In November 1814 Read advertised in the Sydney Gazette the establishment of his drawing school, the first in Australia, at 37 Pitt Street, Sydney. In addition to offering lessons in the 'polite and elegant art of drawing in its most elevated branches', he had for sale designs for embroidery, drawings and paintings of 'various subjects' and announced his readiness to execute miniatures and portraits. In a notice of February 1821 he described the drawings as 'views of various parts of New Holland … drawings of Birds, Flowers, Native Figures, etc.' Read taught drawing, painted portraits and genre works, and decorated colonial mansions, including Piper Castle and Government House, until late in the 1820s when, according to a survey of 'The State of the Fine Arts in New South Wales', published in the Sydney Gazette, 28 July 1829, he relinquished his profession and took up farming.

In 1816 Read petitioned Governor Lachlan Macquarie for mitigation of his sentence. He was conditionally pardoned in April 1819, and although he did not receive his absolute pardon until March 1825, he seems to have benefited from vice-regal patronage, and from commissions from wealthy settlers, for his petition of 1816 referred to 'indulgences received' and, he trusted, 'merited', at the governor's hands.

Richard Read gained a considerable reputation in the colony and by 1820 his talents were said to be 'too high to call for a panegyric'. He claimed that a series of portraits, framed and glazed, of Macquarie had been 'finished from the life'. Another portrait very well received was that of Michael Robinson, the 'Poet Laureate' of the colony. The group portrait of 'Mrs. Piper and her Children' at Vaucluse House, Sydney, was thought to be the work of Read, but has since been attributed to Augustus Earle.
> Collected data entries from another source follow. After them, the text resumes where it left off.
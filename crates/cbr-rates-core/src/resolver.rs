//! Currency lookup on top of the cached daily documents.

use std::fmt::{Debug, Formatter};
use std::sync::Arc;

use crate::cache::RateCache;
use crate::fetcher::DocumentFetcher;
use crate::observer::ResolveObserver;
use crate::{Currency, Document, OutputForm, RateDate, RateError, RateValue};

/// Resolves a currency code and date to a value in the requested form.
#[derive(Clone)]
pub struct RateResolver {
    cache: Arc<RateCache>,
    fetcher: DocumentFetcher,
    observer: Option<Arc<dyn ResolveObserver>>,
}

impl Debug for RateResolver {
    fn fmt(&self, f: &mut Formatter<'_>) -> std::fmt::Result {
        f.debug_struct("RateResolver")
            .field("cache", &self.cache)
            .field("fetcher", &self.fetcher)
            .field("has_observer", &self.observer.is_some())
            .finish()
    }
}

impl RateResolver {
    pub fn new(cache: Arc<RateCache>, fetcher: DocumentFetcher) -> Self {
        Self {
            cache,
            fetcher,
            observer: None,
        }
    }

    pub fn with_observer(mut self, observer: Arc<dyn ResolveObserver>) -> Self {
        self.observer = Some(observer);
        self
    }

    pub fn with_cache(mut self, cache: Arc<RateCache>) -> Self {
        self.cache = cache;
        self
    }

    pub fn cache(&self) -> &Arc<RateCache> {
        &self.cache
    }

    pub fn fetcher(&self) -> &DocumentFetcher {
        &self.fetcher
    }

    pub fn fetcher_mut(&mut self) -> &mut DocumentFetcher {
        &mut self.fetcher
    }

    /// The whole daily snapshot for `date`.
    pub async fn document(
        &self,
        date: impl Into<RateDate>,
        use_cache: bool,
    ) -> Result<Arc<Document>, RateError> {
        self.cache
            .resolve(date.into(), use_cache, &self.fetcher)
            .await
    }

    /// The currency entry whose char code equals `code` exactly.
    ///
    /// Fails with [`RateError::UnknownCurrency`] when the document was
    /// retrieved but does not list `code`.
    pub async fn currency(
        &self,
        code: &str,
        date: impl Into<RateDate>,
        use_cache: bool,
    ) -> Result<Currency, RateError> {
        let date = date.into();
        self.notify(|observer| observer.on_request(code, date, None));
        let result = self.lookup(code, date, use_cache).await;
        self.report(code, date, &result);
        result
    }

    /// The value of `code` on `date` in the requested form.
    pub async fn rate(
        &self,
        code: &str,
        date: impl Into<RateDate>,
        use_cache: bool,
        form: OutputForm,
    ) -> Result<RateValue, RateError> {
        self.convert(code, date, use_cache, form, |currency| currency.value_as(form))
            .await
    }

    /// Look up `code` and convert it with `convert`, reporting `form` to the
    /// observer. Conversion failures are reported like lookup failures.
    pub async fn convert<T>(
        &self,
        code: &str,
        date: impl Into<RateDate>,
        use_cache: bool,
        form: OutputForm,
        convert: impl FnOnce(&Currency) -> Result<T, RateError>,
    ) -> Result<T, RateError> {
        let date = date.into();
        self.notify(|observer| observer.on_request(code, date, Some(form)));
        let result = match self.lookup(code, date, use_cache).await {
            Ok(currency) => convert(&currency),
            Err(error) => Err(error),
        };
        self.report(code, date, &result);
        result
    }

    async fn lookup(
        &self,
        code: &str,
        date: RateDate,
        use_cache: bool,
    ) -> Result<Currency, RateError> {
        let document = self.cache.resolve(date, use_cache, &self.fetcher).await?;
        document
            .find(code)
            .cloned()
            .ok_or_else(|| RateError::UnknownCurrency {
                code: code.to_string(),
            })
    }

    fn notify(&self, event: impl FnOnce(&dyn ResolveObserver)) {
        if let Some(observer) = &self.observer {
            event(observer.as_ref());
        }
    }

    fn report<T>(&self, code: &str, date: RateDate, result: &Result<T, RateError>) {
        match result {
            Ok(_) => self.notify(|observer| observer.on_resolved(code, date)),
            Err(error) => self.notify(|observer| observer.on_error(code, date, error)),
        }
    }
}
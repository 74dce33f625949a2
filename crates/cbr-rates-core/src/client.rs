//! Consumer-facing client for daily CBR rates.

use std::sync::Arc;

use rust_decimal::Decimal;

use crate::cache::RateCache;
use crate::config::FetcherConfig;
use crate::fetcher::DocumentFetcher;
use crate::http_client::{HttpClient, ReqwestHttpClient};
use crate::observer::ResolveObserver;
use crate::resolver::RateResolver;
use crate::{Currency, Document, OutputForm, RateDate, RateError};

/// Rate client with a cache toggle and a replaceable transport.
///
/// ```rust,ignore
/// use cbr_rates_core::{Client, RateDate};
///
/// let client = Client::new();
/// let usd = client.rate("USD", RateDate::today()).await?;
/// let usd_exact = client.rate_decimal("USD", RateDate::today()).await?;
/// let usd_text = client.rate_string("USD", RateDate::today()).await?;
/// ```
#[derive(Debug, Clone)]
pub struct Client {
    resolver: RateResolver,
    use_cache: bool,
}

impl Default for Client {
    fn default() -> Self {
        Self::new()
    }
}

impl Client {
    /// Reqwest transport, process-wide cache, caching enabled.
    pub fn new() -> Self {
        Self::with_http_client(Arc::new(ReqwestHttpClient::new()))
    }

    pub fn with_http_client(http_client: Arc<dyn HttpClient>) -> Self {
        Self {
            resolver: RateResolver::new(RateCache::shared(), DocumentFetcher::new(http_client)),
            use_cache: true,
        }
    }

    /// Use a dedicated cache instead of the process-wide one.
    pub fn with_cache(self, cache: Arc<RateCache>) -> Self {
        Self {
            resolver: self.resolver.with_cache(cache),
            ..self
        }
    }

    pub fn with_config(mut self, config: FetcherConfig) -> Self {
        self.resolver.fetcher_mut().set_config(config);
        self
    }

    pub fn with_observer(self, observer: Arc<dyn ResolveObserver>) -> Self {
        Self {
            resolver: self.resolver.with_observer(observer),
            ..self
        }
    }

    /// Replace the transport; `None` makes every uncached call fail with
    /// [`RateError::MissingTransport`].
    pub fn set_http_client(&mut self, http_client: Option<Arc<dyn HttpClient>>) {
        self.resolver.fetcher_mut().set_http_client(http_client);
    }

    pub fn set_use_cache(&mut self, use_cache: bool) {
        self.use_cache = use_cache;
    }

    pub const fn use_cache(&self) -> bool {
        self.use_cache
    }

    pub fn cache(&self) -> &Arc<RateCache> {
        self.resolver.cache()
    }

    /// Per-unit rate as `f64`.
    pub async fn rate(&self, code: &str, date: impl Into<RateDate>) -> Result<f64, RateError> {
        self.resolver
            .convert(code, date, self.use_cache, OutputForm::Float, Currency::value_float)
            .await
    }

    /// Per-unit rate as an exact decimal.
    pub async fn rate_decimal(
        &self,
        code: &str,
        date: impl Into<RateDate>,
    ) -> Result<Decimal, RateError> {
        self.resolver
            .convert(
                code,
                date,
                self.use_cache,
                OutputForm::Decimal,
                Currency::value_decimal,
            )
            .await
    }

    /// Quoted rate string with a dot decimal separator.
    pub async fn rate_string(
        &self,
        code: &str,
        date: impl Into<RateDate>,
    ) -> Result<String, RateError> {
        self.resolver
            .convert(code, date, self.use_cache, OutputForm::Text, |currency| {
                Ok(currency.value_string())
            })
            .await
    }

    /// The raw currency record.
    pub async fn currency_info(
        &self,
        code: &str,
        date: impl Into<RateDate>,
    ) -> Result<Currency, RateError> {
        self.resolver.currency(code, date, self.use_cache).await
    }

    /// Every currency quoted on `date`.
    pub async fn document(&self, date: impl Into<RateDate>) -> Result<Arc<Document>, RateError> {
        self.resolver.document(date, self.use_cache).await
    }

    pub fn resolver(&self) -> &RateResolver {
        &self.resolver
    }
}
All that is known of Read's artistic or social background before he arrived in the colony is that he had practised as a professional artist in London. In his first advertisement of 1814 Read pronounced himself 'History and Portrait Painter', but it was not until 1825 that he claimed to have been a pupil of Sir Joshua Reynolds. Read's assertion is difficult to accept, as in an advertisement of his drawing school, published in the Sydney Gazette in February 1821, he professed 'more than twenty-five years' experience of the Art', implying that his career had begun around 1796, four years after Sir Joshua Reynolds's death. Nevertheless Read's age at the time of his conviction—47 years—allows for the possibility that the artist had worked as an assistant in Reynolds's studio. The only known reference to a historical subject painted by Richard Read senior was made in 1819 in an anecdote published in the Sydney Gazette. Mr 'Reid' had presented a 'water painting' to an unnamed household in George Street, Sydney. The subject was taken from the eighteenth book of the Iliad, and happened to be placed above a tea tray purchased by the mistress of the house which also depicted an incident from the Iliad.

Read was listed in the indent of the Earl Spencer as 'Read', and signed himself thus in his petition to the governor. The teller of the Iliad tale spells the artist's name as 'Reid' and so does the journalist who gave an account of decorations painted for the Bachelors' Ball by Read in January 1820. A notice of 1822 telling of Read's commission to execute a half-length portrait of Macquarie uses the spelling 'Reed', but the painter's use of the spelling 'Reid' in his professional advertisements does not appear until 1825. This may possibly have been his method of distinguishing himself from a fellow colonial artist, apparently his son, Richard Read junior, who had arrived in Sydney in 1819 as a free settler, and who also lived in Pitt Street at the same time as his older namesake.

It is probable that Read left the colony with his family after he was pardoned. No record of later work or of his death can be traced in New South Wales.